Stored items
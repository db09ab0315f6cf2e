//! Data Transfer Objects
//!
//! Serializable views returned by the trading facade.

mod order_dto;
mod statistics_dto;
mod strategy_dto;

pub use order_dto::{CancelResponse, OrderView, PlaceOrderResponse, TradeView};
pub use statistics_dto::{PositionView, TradingStatistics};
pub use strategy_dto::{AlgoParams, StrategySummary};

◆ **INSTRUCTIONS TO FOLLOW**:
The answer must be the lines from the one containing "mod statistics_dto;" through the last line of the records, copied exactly, with nothing else.

◆ **TASK SOLUTION**:
mod statistics_dto;
mod strategy_dto;

pub use order_dto::{CancelResponse, OrderView, PlaceOrderResponse, TradeView};
pub use statistics_dto::{PositionView, TradingStatistics};
pub use strategy_dto::{AlgoParams, StrategySummary};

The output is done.